4e partie: Une commune, perte d’identité
– Ben voilà… perte d’identité culturelle totale. Plus de lieu propre qui vous lie à votre origine. D’ailleurs, vous serez originaires d’où, finalement ?
– Les élus du Chenit (exécutif et législatif) avec ceux du Lieu et de l’Abbaye, ont accepté, par vote, le projet de convention de fusion des trois communes. Fusion sans laquelle la Vallée court quasiment à sa perte, assurent-ils. Ben si ce projet aboutit, j’irai au contrôle des habitants du Che… de la nouvelle commune afin de changer ma carte d’identité. Etant donné que je n’aurai plus de lieu d’origine combier, et nous tous originaires d’une des trois communes, je serai, nous serons tous des « apatrides communaux ». Dès lors, sous la rubrique « Lieu d’origine » de la carte d’identité, je ferai inscrire : HEIMATLOS, apatride, en français ! Et non pas Vallée de Joux, comme ça a été décidé.
– De diou, de diou, t’y vas sec. Mais j’te comprends. Et les armoiries de cette nouvelle… entité ? Elles sont déjà connues ?
– M’en parle pas. Ouais, on les a vues lors d’une séance d’information à la Bobine, notre salle de cinéma au Sentier. Elles sont Insignifiantes, plates, sans éclat, ne parlent pas, ne soulèvent pas la moindre émotion. Je ne me souviens pas de son descriptif héraldique. En gros, un écusson un tiers bleu en bas (le lac, peut-être), deux tiers blanc (la neige, peut-être, mais y’en a plus), fond blanc sur lequel reposent trois roues vertes (les anciennes communes, peut-être), dentelées et entremêlées.. Ce qui est sûr, je ne pendrai jamais cet écusson à mon rétroviseur, pas plus qu’à mon porte-clés.
– J’essaie de me représenter ces armoiries. Et d’après ce que tu me dis, je vois pas le rapport avec la Vallée… à part le bleu du lac. Mais ces roues sur du blanc… horlogerie, micromécanique? En tout cas, rien qui fait référence à l’histoire de la Vallée. Ça m’a l’air un peu loupé.

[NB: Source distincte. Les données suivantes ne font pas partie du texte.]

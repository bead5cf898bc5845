use stylesheet::{format, parse, FormatConfig};

struct Case {
    name: &'static str,
    input: &'static str,
    expected: &'static str,
}

#[test]
fn golden_format_corpus() {
    let cases = [
        Case {
            name: "minified_rule",
            input: "a{color:#FFF;background:rgb(0,0,0)}",
            expected: "a {\n  color: #FFF;\n  background: rgb(0, 0, 0);\n}\n",
        },
        Case {
            name: "selector_list_and_whitespace",
            input: "h1 ,\n  h2   >  span{ margin :  0   auto ; }",
            expected: "h1, h2 > span {\n  margin: 0 auto;\n}\n",
        },
        Case {
            name: "nested_media",
            input: "@media screen and (max-width:600px){body{padding:0}}",
            expected: "@media screen and (max-width:600px) {\n  body {\n    padding: 0;\n  }\n}\n",
        },
        Case {
            name: "font_face_without_params",
            input: "@font-face{font-family:\"My  Font\";src:url(a.woff2)}",
            expected: "@font-face {\n  font-family: \"My  Font\";\n  src: url(a.woff2);\n}\n",
        },
        Case {
            name: "comments_move_out_of_values",
            input: "/* top */a{color:#fff /* brand */;margin:0/**/auto}",
            expected: "/* top */\na {\n  color: #fff;\n  margin: 0 auto;\n}\n",
        },
        Case {
            name: "quotes_are_normalized",
            input: "a{content:'it\\'s'}",
            expected: "a {\n  content: \"it's\";\n}\n",
        },
        Case {
            name: "empty_document",
            input: "  \n\t ",
            expected: "",
        },
    ];

    let cfg = FormatConfig::default();
    for case in cases {
        let out = format(case.input, &cfg)
            .unwrap_or_else(|e| panic!("case {} failed: {e}", case.name));
        assert_eq!(out, case.expected, "output mismatch for {}", case.name);

        // Formatting must be a fixed point.
        let again = format(&out, &cfg).expect("reformat");
        assert_eq!(again, out, "not idempotent for {}", case.name);
    }
}

#[test]
fn declaration_count_matches_walk() {
    let sheet = parse(
        "a { top: 0; left: 0; } @supports (display: grid) { b { display: grid; } } @import url(x.css);",
    )
    .expect("parse");
    assert_eq!(sheet.declaration_count(), 3);
}
use thiserror::Error;

/// A color token that could not be resolved to a canonical key.
///
/// Every variant carries the offending token so callers can report it and
/// move on to the next one.
#[derive(Debug, Error, Clone, PartialEq, Eq)]
#[non_exhaustive]
pub enum ColorError {
    #[error("invalid hex color {token:?}: {message}")]
    InvalidHex { token: String, message: String },
    #[error("invalid rgb color {token:?}: {message}")]
    InvalidRgb { token: String, message: String },
    #[error("unsupported color syntax {token:?}")]
    Unsupported { token: String },
}

impl ColorError {
    /// The token that failed to resolve.
    pub fn token(&self) -> &str {
        match self {
            ColorError::InvalidHex { token, .. }
            | ColorError::InvalidRgb { token, .. }
            | ColorError::Unsupported { token } => token,
        }
    }
}
use std::fs;

use colorvars::{
    process_stylesheet, run, write_output, ColorVarsConfig, PipelineError, StylesheetError,
};
use tempfile::tempdir;

#[test]
fn existing_target_is_left_untouched() {
    let dir = tempdir().expect("tempdir");
    let source = dir.path().join("site.css");
    let target = dir.path().join("out.css");
    fs::write(&source, "a { color: #fff; }").expect("write source");
    fs::write(&target, "keep me").expect("write target");

    let err = run(&source, Some(&target), &ColorVarsConfig::default()).unwrap_err();
    assert!(matches!(err, PipelineError::TargetExists(ref p) if p == &target));
    assert_eq!(fs::read_to_string(&target).expect("read target"), "keep me");
}

#[test]
fn default_target_is_output_css_next_to_source() {
    let dir = tempdir().expect("tempdir");
    let source = dir.path().join("site.css");
    fs::write(&source, "a{color:#fff}").expect("write source");

    let summary = run(&source, None, &ColorVarsConfig::default()).expect("run");
    let target = summary.target.expect("written target");
    assert_eq!(target, dir.path().join("output.css"));
    let written = fs::read_to_string(&target).expect("read output");
    assert_eq!(written, summary.processed.css);

    // A second run must refuse to overwrite the first result.
    let err = run(&source, None, &ColorVarsConfig::default()).unwrap_err();
    assert!(matches!(err, PipelineError::TargetExists(_)));
    assert_eq!(fs::read_to_string(&target).expect("reread"), written);
}

#[test]
fn missing_source_is_a_read_error() {
    let dir = tempdir().expect("tempdir");
    let source = dir.path().join("absent.css");
    let err = run(&source, None, &ColorVarsConfig::default()).unwrap_err();
    assert!(matches!(err, PipelineError::Read { ref path, .. } if path == &source));
    assert!(!dir.path().join("output.css").exists());
}

#[test]
fn stray_close_brace_aborts_the_run() {
    let err = process_stylesheet("a { color: #fff; }}", &ColorVarsConfig::default()).unwrap_err();
    assert!(matches!(
        err,
        PipelineError::Stylesheet(StylesheetError::InvalidRule { line: 1, .. })
    ));
}

#[test]
fn unclosed_block_is_closed_by_end_of_input() {
    let out = process_stylesheet("a { color: #fff;", &ColorVarsConfig::default()).expect("pipeline");
    assert_eq!(out.substituted, 1);
}

#[test]
fn parse_failure_writes_nothing() {
    let dir = tempdir().expect("tempdir");
    let source = dir.path().join("broken.css");
    fs::write(&source, "a { color #fff; }").expect("write source");

    let err = run(&source, None, &ColorVarsConfig::default()).unwrap_err();
    assert!(matches!(err, PipelineError::Stylesheet(_)));
    assert!(!dir.path().join("output.css").exists());
}

#[test]
fn write_into_missing_directory_fails_cleanly() {
    let dir = tempdir().expect("tempdir");
    let target = dir.path().join("nope").join("out.css");
    let err = write_output(&target, ":root {\n}\n").unwrap_err();
    assert!(matches!(err, PipelineError::Write { .. }));
    assert!(!target.exists());
}

#[test]
fn invalid_config_is_rejected_before_processing() {
    let mut cfg = ColorVarsConfig::default();
    cfg.dedup.var_prefix = "bad prefix".into();
    let err = process_stylesheet("a { color: #fff; }", &cfg).unwrap_err();
    assert!(matches!(err, PipelineError::Dedup(_)));
}
//! Workspace umbrella crate for colorvars.
//!
//! This crate stitches the stylesheet formatter, the color resolver and the
//! deduplication core into one pipeline, and owns the file edges: reading the
//! source stylesheet and writing the result without ever overwriting an
//! existing file.
//!
//! ```
//! use colorvars::{process_stylesheet, ColorVarsConfig};
//!
//! let css = "a{color:#FF0000}\nb{background:rgb(255,0,0)}\nc{border-color:#ff0000}";
//! let out = process_stylesheet(css, &ColorVarsConfig::default()).unwrap();
//!
//! assert_eq!(out.grouping.groups.len(), 1);
//! assert_eq!(out.substituted, 3);
//! assert!(out.css.starts_with(":root {\n  /* #FF0000, rgb(255, 0, 0), #ff0000 */\n  --color-0: #ff0000;\n}\n"));
//! ```

pub use colorkey::{canonicalize, CanonicalColorKey, ColorError, ColorResolver, SrgbResolver};
pub use dedup::{
    assemble, build_groups, deduplicate, extract_tokens, substitute, ColorGroup, DedupConfig,
    DedupError, DedupReport, Grouping, RawColorToken,
};
pub use stylesheet::{format, parse, parse_with, FormatConfig, Stylesheet, StylesheetError};

mod config;

pub use crate::config::{ColorVarsConfig, ConfigLoadError};

use std::fs::{self, OpenOptions};
use std::io::{self, Write};
use std::path::{Path, PathBuf};
use std::time::Instant;

use thiserror::Error;
use tracing::{info, warn, Level};

/// File name used when no target path is given.
pub const DEFAULT_OUTPUT_FILE: &str = "output.css";

/// Errors that abort a run.
///
/// Colors that fail to resolve are not errors at this level; they are
/// reported through [`ProcessedStylesheet::grouping`].
#[derive(Debug, Error)]
pub enum PipelineError {
    #[error("stylesheet failure: {0}")]
    Stylesheet(#[from] StylesheetError),
    #[error("deduplication failure: {0}")]
    Dedup(#[from] DedupError),
    #[error("failed to read {}: {source}", path.display())]
    Read {
        path: PathBuf,
        #[source]
        source: io::Error,
    },
    #[error("output file already exists: {}", .0.display())]
    TargetExists(PathBuf),
    #[error("failed to write {}: {source}", path.display())]
    Write {
        path: PathBuf,
        #[source]
        source: io::Error,
    },
}

/// Result of running the in-memory pipeline over one stylesheet.
#[derive(Debug, Clone, PartialEq, Eq)]
pub struct ProcessedStylesheet {
    /// Final text: root block followed by the rewritten body.
    pub css: String,
    pub grouping: Grouping,
    /// Distinct raw color tokens found.
    pub token_count: usize,
    /// Declarations rewritten to a `var()` reference.
    pub substituted: usize,
}

/// Format `source` with the run's formatter settings.
pub fn format_source(source: &str, cfg: &ColorVarsConfig) -> Result<String, PipelineError> {
    let start = Instant::now();
    let formatted = stylesheet::format(source, &cfg.format)?;
    info!(
        input_len = source.len(),
        formatted_len = formatted.len(),
        elapsed_micros = start.elapsed().as_micros(),
        "format_complete"
    );
    Ok(formatted)
}

/// Run extraction, grouping, substitution and assembly over already
/// formatted text.
pub fn process_formatted<R>(
    formatted: &str,
    cfg: &ColorVarsConfig,
    resolver: &R,
) -> Result<ProcessedStylesheet, PipelineError>
where
    R: ColorResolver + ?Sized,
{
    let mut sheet = stylesheet::parse_with(formatted, cfg.format.normalize_commas)?;
    let report = deduplicate(&mut sheet, resolver, &cfg.dedup)?;
    let css = assemble(&report.grouping.groups, &sheet, &cfg.dedup, &cfg.format);
    Ok(ProcessedStylesheet {
        css,
        token_count: report.tokens.len(),
        grouping: report.grouping,
        substituted: report.substituted,
    })
}

/// Full in-memory pipeline with the default sRGB resolver.
pub fn process_stylesheet(
    source: &str,
    cfg: &ColorVarsConfig,
) -> Result<ProcessedStylesheet, PipelineError> {
    process_stylesheet_with(source, cfg, &SrgbResolver)
}

/// Full in-memory pipeline with a caller-supplied resolver.
pub fn process_stylesheet_with<R>(
    source: &str,
    cfg: &ColorVarsConfig,
    resolver: &R,
) -> Result<ProcessedStylesheet, PipelineError>
where
    R: ColorResolver + ?Sized,
{
    process_observed(source, cfg, resolver, &mut |_| {})
}

/// Progress points reported by [`run_with`].
#[derive(Debug, Clone, Copy)]
pub enum Stage<'a> {
    /// The source has been read and formatting starts.
    Formatting,
    /// Formatting finished; extraction and grouping start.
    Formatted,
    /// A color token failed to resolve. The run continues.
    ColorRejected(&'a ColorError),
    /// The result was written to this path.
    Written(&'a Path),
}

fn process_observed<R>(
    source: &str,
    cfg: &ColorVarsConfig,
    resolver: &R,
    on_stage: &mut dyn FnMut(Stage<'_>),
) -> Result<ProcessedStylesheet, PipelineError>
where
    R: ColorResolver + ?Sized,
{
    let start = Instant::now();
    let span = tracing::span!(Level::INFO, "colorvars.process", input_len = source.len());
    let _guard = span.enter();

    on_stage(Stage::Formatting);
    let result = format_source(source, cfg).and_then(|formatted| {
        on_stage(Stage::Formatted);
        process_formatted(&formatted, cfg, resolver)
    });
    match &result {
        Ok(out) => {
            for err in &out.grouping.rejected {
                on_stage(Stage::ColorRejected(err));
            }
            info!(
                groups = out.grouping.groups.len(),
                rejected = out.grouping.rejected.len(),
                substituted = out.substituted,
                elapsed_micros = start.elapsed().as_micros(),
                "pipeline_success"
            );
        }
        Err(err) => warn!(
            error = %err,
            elapsed_micros = start.elapsed().as_micros(),
            "pipeline_failure"
        ),
    }
    result
}

/// `output.css` in the directory that holds `source`.
pub fn default_target_path(source: &Path) -> PathBuf {
    match source.parent() {
        Some(dir) => dir.join(DEFAULT_OUTPUT_FILE),
        None => PathBuf::from(DEFAULT_OUTPUT_FILE),
    }
}

/// Read the source stylesheet as UTF-8.
pub fn read_source(path: &Path) -> Result<String, PipelineError> {
    fs::read_to_string(path).map_err(|source| PipelineError::Read {
        path: path.to_path_buf(),
        source,
    })
}

/// Write `css` to `path`, failing if the file already exists.
///
/// The file is created exclusively, so an existing target is never touched.
/// If writing fails after creation, the partial file is removed.
pub fn write_output(path: &Path, css: &str) -> Result<(), PipelineError> {
    let mut file = OpenOptions::new()
        .write(true)
        .create_new(true)
        .open(path)
        .map_err(|source| match source.kind() {
            io::ErrorKind::AlreadyExists => PipelineError::TargetExists(path.to_path_buf()),
            _ => PipelineError::Write {
                path: path.to_path_buf(),
                source,
            },
        })?;

    if let Err(source) = file.write_all(css.as_bytes()).and_then(|()| file.sync_all()) {
        drop(file);
        if let Err(cleanup) = fs::remove_file(path) {
            warn!(path = %path.display(), error = %cleanup, "partial_output_cleanup_failed");
        }
        return Err(PipelineError::Write {
            path: path.to_path_buf(),
            source,
        });
    }
    Ok(())
}

/// Where [`run_with`] puts the result.
#[derive(Debug, Clone, Copy, PartialEq, Eq)]
pub enum Destination<'a> {
    /// Write to this path, or to `output.css` next to the source.
    File(Option<&'a Path>),
    /// Keep the result in memory only.
    DryRun,
}

/// Outcome of [`run`] and [`run_with`].
#[derive(Debug, Clone, PartialEq, Eq)]
pub struct RunSummary {
    /// The file written, or `None` for a dry run.
    pub target: Option<PathBuf>,
    pub processed: ProcessedStylesheet,
}

/// Read `source`, process it, and write the result to `target` (or the
/// default `output.css` next to the source).
pub fn run(
    source: &Path,
    target: Option<&Path>,
    cfg: &ColorVarsConfig,
) -> Result<RunSummary, PipelineError> {
    run_with(source, Destination::File(target), cfg, |_| {})
}

/// [`run`] with a chosen destination, reporting each [`Stage`] to
/// `on_stage` as it is reached.
pub fn run_with<F>(
    source: &Path,
    destination: Destination<'_>,
    cfg: &ColorVarsConfig,
    mut on_stage: F,
) -> Result<RunSummary, PipelineError>
where
    F: FnMut(Stage<'_>),
{
    let text = read_source(source)?;
    let processed = process_observed(&text, cfg, &SrgbResolver, &mut on_stage)?;
    let target = match destination {
        Destination::DryRun => None,
        Destination::File(target) => {
            let target = target.map_or_else(|| default_target_path(source), Path::to_path_buf);
            write_output(&target, &processed.css)?;
            info!(target = %target.display(), bytes = processed.css.len(), "output_written");
            on_stage(Stage::Written(&target));
            Some(target)
        }
    };
    Ok(RunSummary { target, processed })
}
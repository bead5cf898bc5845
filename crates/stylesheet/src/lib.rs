//! Stylesheet layer for colorvars.
//!
//! This crate turns stylesheet text into a small mutable tree and back. The
//! color deduplication core only ever sees the tree through declaration walks,
//! so everything about tokenizing, formatting and printing lives here.
//! Tokenizing and rule/declaration splitting come from `cssparser`.
//!
//! ## What we do
//!
//! - Parse rules, at-rules (block and statement), declarations and comments
//! - Split `!important` off declaration values so values compare cleanly
//! - Move comments out of values; only comments between items are kept
//! - Normalize whitespace and comma spacing inside values and selectors
//! - Serialize the tree with a deterministic layout driven by [`FormatConfig`]
//!
//! ## What we don't do
//!
//! - Validate property names or values
//! - Resolve `@import` or CSS nesting (a rule inside a style rule is an error)
//! - Keep original whitespace or quote style; output is always re-printed
//!
//! ## Pure function guarantee
//!
//! No I/O, no global state. The same text and the same config always produce
//! the same tree and the same output bytes.
//!
//! ```
//! use stylesheet::{format, FormatConfig};
//!
//! let cfg = FormatConfig::default();
//! let out = format("a{color:rgb( 255 ,0,0 )}", &cfg).unwrap();
//! assert_eq!(out, "a {\n  color: rgb(255, 0, 0);\n}\n");
//! ```

mod config;
mod error;
mod format;
mod node;
mod parser;
mod serialize;
mod value;

pub use crate::config::FormatConfig;
pub use crate::error::StylesheetError;
pub use crate::format::format;
pub use crate::node::{Declaration, Node, Stylesheet};
pub use crate::parser::{parse, parse_with};
pub use crate::value::normalize_value;
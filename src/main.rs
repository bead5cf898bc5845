use std::path::{Path, PathBuf};
use std::process::ExitCode;

use anyhow::{Context, Result};
use clap::Parser;
use colorvars::{run_with, ColorVarsConfig, Destination, Stage};
use tracing::Level;
use tracing_subscriber::EnvFilter;

#[derive(Parser)]
#[command(name = "colorvars")]
#[command(about = "Replace repeated stylesheet colors with generated custom properties")]
struct Cli {
    /// Stylesheet to read
    source: Option<PathBuf>,

    /// Where to write the result (defaults to output.css next to the source)
    target: Option<PathBuf>,

    /// YAML run configuration
    #[arg(long, value_name = "FILE")]
    config: Option<PathBuf>,

    /// Tracing filter; RUST_LOG takes precedence
    #[arg(long, default_value = "error")]
    log_level: String,

    /// Print the generated stylesheet to stdout instead of writing a file
    #[arg(long)]
    dry_run: bool,
}

fn main() -> ExitCode {
    let cli = Cli::parse();
    init_tracing(&cli.log_level);

    let Some(source) = cli.source.as_deref() else {
        eprintln!("No source file path provided");
        return ExitCode::FAILURE;
    };

    match execute(&cli, source) {
        Ok(()) => ExitCode::SUCCESS,
        Err(err) => {
            eprintln!("Error: {err:#}");
            ExitCode::FAILURE
        }
    }
}

fn init_tracing(level: &str) {
    let filter = EnvFilter::try_from_default_env().unwrap_or_else(|_| EnvFilter::new(level));
    tracing_subscriber::fmt()
        .with_env_filter(filter)
        .with_writer(std::io::stderr)
        .with_target(false)
        .init();
}

fn execute(cli: &Cli, source: &Path) -> Result<()> {
    let cfg = match &cli.config {
        Some(path) => ColorVarsConfig::from_file(path)
            .with_context(|| format!("loading config {}", path.display()))?,
        None => ColorVarsConfig::default(),
    };

    let span = tracing::span!(Level::INFO, "colorvars.run", source = %source.display());
    let _guard = span.enter();

    let destination = if cli.dry_run {
        Destination::DryRun
    } else {
        Destination::File(cli.target.as_deref())
    };
    let summary = run_with(source, destination, &cfg, |stage| match stage {
        Stage::Formatting => progress(cli.dry_run, "Formatting CSS file"),
        Stage::Formatted => progress(cli.dry_run, "CSS file formatted"),
        Stage::ColorRejected(err) => eprintln!("Error processing color value: {err}"),
        Stage::Written(target) => progress(
            cli.dry_run,
            &format!("Generated new CSS file with variables at: {}", target.display()),
        ),
    })?;

    if summary.target.is_none() {
        print!("{}", summary.processed.css);
    }
    Ok(())
}

/// stdout carries the stylesheet itself in dry-run mode.
fn progress(dry_run: bool, line: &str) {
    if dry_run {
        eprintln!("{line}");
    } else {
        println!("{line}");
    }
}
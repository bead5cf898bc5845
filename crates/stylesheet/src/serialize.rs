use crate::config::FormatConfig;
use crate::node::{Node, Stylesheet};

pub(crate) fn write_stylesheet(sheet: &Stylesheet, cfg: &FormatConfig) -> String {
    let mut out = String::new();
    write_nodes(&mut out, &sheet.nodes, 0, cfg);
    out
}

fn write_nodes(out: &mut String, nodes: &[Node], depth: usize, cfg: &FormatConfig) {
    let indent = cfg.indent.repeat(depth);
    let mut prev: Option<&Node> = None;

    for node in nodes {
        if cfg.strip_comments && matches!(node, Node::Comment { .. }) {
            continue;
        }
        if let Some(prev) = prev {
            // A comment directly above a block stays attached to it.
            let separate = prev.is_block()
                || (node.is_block() && !matches!(prev, Node::Comment { .. }));
            if cfg.blank_line_between_rules && separate {
                out.push('\n');
            }
        }

        match node {
            Node::Rule { selector, nodes } => {
                write_block_open(out, &indent, selector);
                write_nodes(out, nodes, depth + 1, cfg);
                write_block_close(out, &indent);
            }
            Node::AtRule {
                name,
                params,
                nodes: Some(nodes),
            } => {
                write_block_open(out, &indent, &at_rule_head(name, params));
                write_nodes(out, nodes, depth + 1, cfg);
                write_block_close(out, &indent);
            }
            Node::AtRule {
                name,
                params,
                nodes: None,
            } => {
                out.push_str(&indent);
                out.push_str(&at_rule_head(name, params));
                out.push_str(";\n");
            }
            Node::Declaration(decl) => {
                out.push_str(&indent);
                out.push_str(&decl.property);
                out.push_str(": ");
                out.push_str(&decl.value);
                if decl.important {
                    out.push_str(" !important");
                }
                out.push_str(";\n");
            }
            Node::Comment { text } => {
                out.push_str(&indent);
                out.push_str("/* ");
                out.push_str(text);
                out.push_str(" */\n");
            }
        }
        prev = Some(node);
    }
}

fn at_rule_head(name: &str, params: &str) -> String {
    if params.is_empty() {
        format!("@{name}")
    } else {
        format!("@{name} {params}")
    }
}

fn write_block_open(out: &mut String, indent: &str, head: &str) {
    out.push_str(indent);
    out.push_str(head);
    out.push_str(" {\n");
}

fn write_block_close(out: &mut String, indent: &str) {
    out.push_str(indent);
    out.push_str("}\n");
}
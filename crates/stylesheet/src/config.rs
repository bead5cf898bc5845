//! Configuration for the stylesheet formatter.
//!
//! [`FormatConfig`] replaces a long-lived formatter instance: build one per
//! run, validate it, and pass it to whatever needs to print a tree.
//!
//! # Versioning
//!
//! Any change that alters formatted output must bump `version`. Version 0 is
//! reserved and rejected.
//!
//! ```rust
//! use stylesheet::FormatConfig;
//!
//! let config = FormatConfig::default();
//! assert_eq!(config.version, 1);
//! assert_eq!(config.indent, "  ");
//! assert!(config.normalize_commas);
//! assert!(!config.strip_comments);
//! assert!(!config.sort_declarations);
//! ```

use serde::{Deserialize, Serialize};

use crate::error::StylesheetError;

/// Controls how a parsed stylesheet is normalized and printed.
///
/// Cheap to clone and serializable, so it can be embedded in a YAML run
/// configuration:
///
/// ```yaml
/// version: 1
/// indent: "  "
/// normalize_commas: true
/// blank_line_between_rules: true
/// strip_comments: false
/// sort_declarations: false
/// ```
#[derive(Debug, Clone, Serialize, Deserialize, PartialEq, Eq)]
#[serde(default)]
pub struct FormatConfig {
    /// Formatter behavior version. Must be >= 1.
    pub version: u32,
    /// Indentation unit for one nesting level. Spaces or tabs only.
    pub indent: String,
    /// Rewrite comma and parenthesis spacing in values and selectors, so
    /// `rgb( 1 ,2,3 )` prints as `rgb(1, 2, 3)`.
    pub normalize_commas: bool,
    /// Emit an empty line between sibling blocks.
    pub blank_line_between_rules: bool,
    /// Drop comment nodes from the output. Comments inside values and
    /// selectors never survive parsing.
    pub strip_comments: bool,
    /// Sort adjacent declarations by property name. Off by default; comments
    /// and nested blocks keep their position.
    pub sort_declarations: bool,
}

impl Default for FormatConfig {
    fn default() -> Self {
        Self {
            version: 1,
            indent: "  ".to_string(),
            normalize_commas: true,
            blank_line_between_rules: true,
            strip_comments: false,
            sort_declarations: false,
        }
    }
}

impl FormatConfig {
    /// Check invariants that the printer relies on.
    pub fn validate(&self) -> Result<(), StylesheetError> {
        if self.version == 0 {
            return Err(StylesheetError::InvalidConfig(
                "format version must be >= 1".into(),
            ));
        }
        if !self.indent.chars().all(|c| c == ' ' || c == '\t') {
            return Err(StylesheetError::InvalidConfig(format!(
                "indent must contain only spaces or tabs, got {:?}",
                self.indent
            )));
        }
        Ok(())
    }
}
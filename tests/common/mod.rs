//! Shared helpers for end-to-end tests.

pub mod client;
pub mod server;

pub use client::TestClient;
pub use server::TestServer;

– C’est le moins qu’on puisse dire. Et y a encore autre chose. Le canton de Vaud compte huit fractions de commune, dont sept à la Vallée. Tu sais ce que c’est ?
– Non, pas vraiment.
– Nos villages, qui ne s’entendaient pas forcément bien avec les communes et entre eux ont décidé de s’instaurer en entité politique. A la fin du XIXe siècle siècle et au début du XXe siècle, par décret, le Grand Conseil a reconnu les villages en tant que fractions de commune. Ça leur permettait de résoudre des problèmes tels que les ressources financières, l’éclairage, l’eau, la voirie, etc. Cette division politique existe toujours aujourd’hui avec d’autres dicastères tels le parc immobilier, les espaces verts alors que l’eau et la voirie sont déjà du ressort communal. L’exécutif est assuré par un conseil administratif, soumis directement à la juridiction du Préfet, et le législatif par un conseil de village. Et les villages, qui prélèvent des impôts, affichent une certaine fierté de pouvoir ainsi gérer leurs affaires courantes.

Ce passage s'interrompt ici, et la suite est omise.